State how many lines of the records contain the string "FailureCategory". Give the number alone.
-=-=-=-=-
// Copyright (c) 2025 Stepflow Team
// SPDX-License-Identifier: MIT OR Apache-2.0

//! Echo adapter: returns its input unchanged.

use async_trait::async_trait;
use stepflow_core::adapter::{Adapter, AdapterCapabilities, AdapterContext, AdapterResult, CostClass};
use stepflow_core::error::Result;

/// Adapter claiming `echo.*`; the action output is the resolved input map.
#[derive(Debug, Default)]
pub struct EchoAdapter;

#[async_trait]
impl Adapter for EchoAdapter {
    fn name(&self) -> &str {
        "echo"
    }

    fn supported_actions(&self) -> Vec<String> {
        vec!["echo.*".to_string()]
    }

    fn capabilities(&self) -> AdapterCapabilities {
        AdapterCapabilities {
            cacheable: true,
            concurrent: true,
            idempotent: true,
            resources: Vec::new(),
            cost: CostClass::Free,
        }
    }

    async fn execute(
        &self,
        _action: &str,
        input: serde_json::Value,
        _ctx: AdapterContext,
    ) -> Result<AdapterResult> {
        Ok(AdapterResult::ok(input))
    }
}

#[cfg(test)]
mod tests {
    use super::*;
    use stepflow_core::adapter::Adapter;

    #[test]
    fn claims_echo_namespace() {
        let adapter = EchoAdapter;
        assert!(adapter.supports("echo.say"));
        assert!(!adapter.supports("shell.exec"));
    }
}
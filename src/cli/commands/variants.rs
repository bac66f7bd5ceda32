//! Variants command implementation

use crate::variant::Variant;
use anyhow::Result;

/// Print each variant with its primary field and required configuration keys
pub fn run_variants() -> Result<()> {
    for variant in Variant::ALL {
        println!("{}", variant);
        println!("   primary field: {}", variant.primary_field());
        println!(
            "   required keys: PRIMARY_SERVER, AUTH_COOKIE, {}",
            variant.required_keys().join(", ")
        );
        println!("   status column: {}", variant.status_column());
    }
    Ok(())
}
-=-=-=-=-
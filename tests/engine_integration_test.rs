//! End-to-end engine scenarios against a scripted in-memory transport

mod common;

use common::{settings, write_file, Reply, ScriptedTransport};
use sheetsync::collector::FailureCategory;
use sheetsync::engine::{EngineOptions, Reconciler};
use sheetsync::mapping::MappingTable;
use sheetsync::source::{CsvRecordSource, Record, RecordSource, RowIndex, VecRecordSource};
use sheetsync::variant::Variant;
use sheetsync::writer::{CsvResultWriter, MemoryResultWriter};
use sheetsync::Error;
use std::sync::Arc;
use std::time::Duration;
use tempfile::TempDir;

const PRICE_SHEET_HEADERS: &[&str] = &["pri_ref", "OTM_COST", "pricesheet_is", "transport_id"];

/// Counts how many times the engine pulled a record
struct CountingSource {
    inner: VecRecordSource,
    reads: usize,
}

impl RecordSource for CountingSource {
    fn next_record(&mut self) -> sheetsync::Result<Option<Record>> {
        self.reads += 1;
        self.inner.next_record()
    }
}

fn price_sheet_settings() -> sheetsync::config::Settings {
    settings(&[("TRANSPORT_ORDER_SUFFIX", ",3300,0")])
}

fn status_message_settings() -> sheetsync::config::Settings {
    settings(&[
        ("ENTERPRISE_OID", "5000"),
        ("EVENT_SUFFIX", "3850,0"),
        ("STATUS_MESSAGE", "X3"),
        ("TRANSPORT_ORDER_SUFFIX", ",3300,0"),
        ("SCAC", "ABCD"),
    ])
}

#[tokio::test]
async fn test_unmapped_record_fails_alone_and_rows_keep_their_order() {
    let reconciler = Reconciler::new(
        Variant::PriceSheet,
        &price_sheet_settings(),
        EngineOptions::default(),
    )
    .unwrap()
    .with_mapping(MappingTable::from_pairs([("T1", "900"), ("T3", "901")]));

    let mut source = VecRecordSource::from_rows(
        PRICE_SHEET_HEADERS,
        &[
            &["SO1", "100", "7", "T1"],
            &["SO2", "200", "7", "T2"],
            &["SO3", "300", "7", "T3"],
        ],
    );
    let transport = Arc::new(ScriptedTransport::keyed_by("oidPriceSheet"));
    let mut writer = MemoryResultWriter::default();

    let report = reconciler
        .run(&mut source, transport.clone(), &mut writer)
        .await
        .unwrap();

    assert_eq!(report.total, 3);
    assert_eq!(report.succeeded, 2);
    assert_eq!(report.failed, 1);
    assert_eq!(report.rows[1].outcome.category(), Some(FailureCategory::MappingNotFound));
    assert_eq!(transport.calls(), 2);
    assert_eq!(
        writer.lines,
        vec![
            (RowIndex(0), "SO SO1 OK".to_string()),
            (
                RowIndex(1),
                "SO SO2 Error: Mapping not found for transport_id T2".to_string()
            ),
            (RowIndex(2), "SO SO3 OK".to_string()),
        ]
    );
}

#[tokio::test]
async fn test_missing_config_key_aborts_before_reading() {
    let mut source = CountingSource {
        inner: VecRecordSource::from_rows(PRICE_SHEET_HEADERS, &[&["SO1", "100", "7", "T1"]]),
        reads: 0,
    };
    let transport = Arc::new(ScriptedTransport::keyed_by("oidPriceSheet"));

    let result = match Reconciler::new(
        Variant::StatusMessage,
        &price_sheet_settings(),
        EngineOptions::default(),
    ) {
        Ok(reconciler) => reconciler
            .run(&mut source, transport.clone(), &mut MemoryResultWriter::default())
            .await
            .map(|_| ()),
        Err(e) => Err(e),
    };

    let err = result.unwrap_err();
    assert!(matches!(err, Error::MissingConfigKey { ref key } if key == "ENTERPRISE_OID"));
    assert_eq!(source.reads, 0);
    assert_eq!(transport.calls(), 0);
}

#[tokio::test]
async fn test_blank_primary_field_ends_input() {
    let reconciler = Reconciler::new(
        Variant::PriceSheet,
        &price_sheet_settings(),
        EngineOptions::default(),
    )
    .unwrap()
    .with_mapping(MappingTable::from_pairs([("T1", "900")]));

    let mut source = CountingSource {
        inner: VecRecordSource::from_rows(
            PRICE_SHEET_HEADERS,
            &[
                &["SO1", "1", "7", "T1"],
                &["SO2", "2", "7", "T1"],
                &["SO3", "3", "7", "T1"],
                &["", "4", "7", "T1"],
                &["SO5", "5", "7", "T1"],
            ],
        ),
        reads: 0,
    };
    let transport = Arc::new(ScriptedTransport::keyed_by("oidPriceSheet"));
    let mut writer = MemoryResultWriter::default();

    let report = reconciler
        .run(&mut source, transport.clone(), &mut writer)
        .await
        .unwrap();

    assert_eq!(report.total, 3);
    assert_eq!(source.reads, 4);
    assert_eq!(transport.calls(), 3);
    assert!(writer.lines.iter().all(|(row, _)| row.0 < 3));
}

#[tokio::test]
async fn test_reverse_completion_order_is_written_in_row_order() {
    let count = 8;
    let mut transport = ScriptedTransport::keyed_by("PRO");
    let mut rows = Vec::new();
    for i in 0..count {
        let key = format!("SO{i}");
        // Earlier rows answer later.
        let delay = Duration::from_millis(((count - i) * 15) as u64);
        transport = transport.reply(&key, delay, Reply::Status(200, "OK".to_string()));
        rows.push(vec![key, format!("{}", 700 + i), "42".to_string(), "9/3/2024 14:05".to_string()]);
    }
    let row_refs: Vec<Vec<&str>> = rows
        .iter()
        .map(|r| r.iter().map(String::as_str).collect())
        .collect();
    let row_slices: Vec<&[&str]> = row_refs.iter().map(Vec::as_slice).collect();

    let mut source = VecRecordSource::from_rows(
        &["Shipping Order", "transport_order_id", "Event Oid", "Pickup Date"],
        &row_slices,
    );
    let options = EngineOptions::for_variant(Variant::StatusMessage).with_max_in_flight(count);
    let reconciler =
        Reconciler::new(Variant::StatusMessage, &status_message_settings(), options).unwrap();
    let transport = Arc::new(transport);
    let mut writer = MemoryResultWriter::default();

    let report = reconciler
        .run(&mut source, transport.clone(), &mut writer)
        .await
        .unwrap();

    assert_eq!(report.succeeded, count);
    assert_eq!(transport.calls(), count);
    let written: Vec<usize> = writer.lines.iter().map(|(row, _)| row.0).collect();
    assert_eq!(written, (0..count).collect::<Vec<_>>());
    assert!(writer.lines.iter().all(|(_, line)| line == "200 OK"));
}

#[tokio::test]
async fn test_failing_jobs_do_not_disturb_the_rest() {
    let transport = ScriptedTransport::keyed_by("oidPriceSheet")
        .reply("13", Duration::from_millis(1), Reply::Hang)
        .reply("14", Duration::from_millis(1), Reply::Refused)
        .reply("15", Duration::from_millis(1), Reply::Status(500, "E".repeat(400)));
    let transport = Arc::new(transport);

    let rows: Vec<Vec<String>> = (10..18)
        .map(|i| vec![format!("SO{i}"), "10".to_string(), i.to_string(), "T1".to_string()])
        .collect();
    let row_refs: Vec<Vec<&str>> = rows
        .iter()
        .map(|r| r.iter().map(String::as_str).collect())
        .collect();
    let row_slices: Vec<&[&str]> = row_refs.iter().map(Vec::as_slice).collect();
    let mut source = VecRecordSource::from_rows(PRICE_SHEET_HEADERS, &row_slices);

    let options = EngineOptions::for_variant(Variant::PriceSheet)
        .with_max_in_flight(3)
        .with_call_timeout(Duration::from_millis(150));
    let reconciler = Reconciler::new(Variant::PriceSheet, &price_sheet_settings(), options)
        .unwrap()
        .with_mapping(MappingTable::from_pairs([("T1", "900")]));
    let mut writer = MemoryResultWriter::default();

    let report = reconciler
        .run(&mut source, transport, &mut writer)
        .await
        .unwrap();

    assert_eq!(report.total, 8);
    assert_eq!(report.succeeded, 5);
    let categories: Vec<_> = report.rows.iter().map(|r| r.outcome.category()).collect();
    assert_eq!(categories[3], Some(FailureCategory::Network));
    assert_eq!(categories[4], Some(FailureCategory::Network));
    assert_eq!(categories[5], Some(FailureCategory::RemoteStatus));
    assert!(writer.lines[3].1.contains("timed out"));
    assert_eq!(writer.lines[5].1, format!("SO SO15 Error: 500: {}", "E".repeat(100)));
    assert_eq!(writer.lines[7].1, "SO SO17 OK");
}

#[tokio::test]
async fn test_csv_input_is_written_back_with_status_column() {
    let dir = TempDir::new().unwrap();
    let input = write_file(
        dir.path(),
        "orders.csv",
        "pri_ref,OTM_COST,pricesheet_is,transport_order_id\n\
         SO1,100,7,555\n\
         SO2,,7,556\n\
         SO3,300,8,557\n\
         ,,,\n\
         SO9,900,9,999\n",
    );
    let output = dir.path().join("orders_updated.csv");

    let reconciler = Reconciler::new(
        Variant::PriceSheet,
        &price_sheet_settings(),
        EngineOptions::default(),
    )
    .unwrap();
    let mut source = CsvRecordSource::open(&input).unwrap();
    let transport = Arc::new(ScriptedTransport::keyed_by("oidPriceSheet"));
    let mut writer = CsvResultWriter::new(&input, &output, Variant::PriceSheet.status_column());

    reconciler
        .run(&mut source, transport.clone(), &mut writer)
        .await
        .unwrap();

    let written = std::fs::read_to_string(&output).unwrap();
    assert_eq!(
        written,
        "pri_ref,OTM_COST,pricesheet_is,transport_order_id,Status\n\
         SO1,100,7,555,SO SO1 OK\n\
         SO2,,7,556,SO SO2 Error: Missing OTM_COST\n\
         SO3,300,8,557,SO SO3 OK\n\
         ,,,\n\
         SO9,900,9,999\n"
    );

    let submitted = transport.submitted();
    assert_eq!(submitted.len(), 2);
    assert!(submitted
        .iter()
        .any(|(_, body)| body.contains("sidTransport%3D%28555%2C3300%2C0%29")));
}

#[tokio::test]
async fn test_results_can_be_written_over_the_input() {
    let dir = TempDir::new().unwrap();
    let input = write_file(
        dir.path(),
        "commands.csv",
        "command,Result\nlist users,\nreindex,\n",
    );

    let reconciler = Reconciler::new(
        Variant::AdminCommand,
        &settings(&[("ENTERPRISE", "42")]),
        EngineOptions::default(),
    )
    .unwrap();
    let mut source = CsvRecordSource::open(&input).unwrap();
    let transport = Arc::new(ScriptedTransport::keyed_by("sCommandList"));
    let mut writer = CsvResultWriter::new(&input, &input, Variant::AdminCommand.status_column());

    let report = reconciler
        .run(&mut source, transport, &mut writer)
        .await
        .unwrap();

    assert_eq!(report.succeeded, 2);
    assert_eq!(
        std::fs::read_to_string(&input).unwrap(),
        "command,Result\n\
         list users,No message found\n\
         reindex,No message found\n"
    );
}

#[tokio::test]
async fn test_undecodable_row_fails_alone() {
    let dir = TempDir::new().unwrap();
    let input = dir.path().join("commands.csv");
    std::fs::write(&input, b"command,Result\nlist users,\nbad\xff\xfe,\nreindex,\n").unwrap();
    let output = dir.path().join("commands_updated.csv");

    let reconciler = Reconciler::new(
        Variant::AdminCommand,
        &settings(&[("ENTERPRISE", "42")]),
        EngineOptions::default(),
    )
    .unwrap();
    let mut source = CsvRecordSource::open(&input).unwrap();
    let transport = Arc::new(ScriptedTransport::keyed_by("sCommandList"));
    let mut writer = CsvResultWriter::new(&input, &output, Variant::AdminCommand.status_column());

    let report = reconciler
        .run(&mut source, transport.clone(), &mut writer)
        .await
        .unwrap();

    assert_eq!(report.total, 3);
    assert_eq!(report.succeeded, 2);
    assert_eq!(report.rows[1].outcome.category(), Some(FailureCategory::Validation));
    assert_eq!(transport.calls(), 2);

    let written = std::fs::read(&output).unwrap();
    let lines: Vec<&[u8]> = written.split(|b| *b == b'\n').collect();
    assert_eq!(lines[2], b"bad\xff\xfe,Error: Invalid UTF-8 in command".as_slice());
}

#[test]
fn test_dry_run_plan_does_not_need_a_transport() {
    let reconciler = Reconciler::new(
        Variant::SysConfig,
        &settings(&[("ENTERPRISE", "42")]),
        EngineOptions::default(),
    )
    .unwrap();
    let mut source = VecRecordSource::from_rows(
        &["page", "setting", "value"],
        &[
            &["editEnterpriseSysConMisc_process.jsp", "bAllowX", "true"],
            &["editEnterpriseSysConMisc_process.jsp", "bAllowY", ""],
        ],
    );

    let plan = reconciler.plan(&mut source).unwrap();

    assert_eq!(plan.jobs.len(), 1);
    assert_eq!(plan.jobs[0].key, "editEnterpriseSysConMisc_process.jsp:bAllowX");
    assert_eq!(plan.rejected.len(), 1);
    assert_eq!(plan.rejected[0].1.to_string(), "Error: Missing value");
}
-=-=-=-=-
Answer space: 6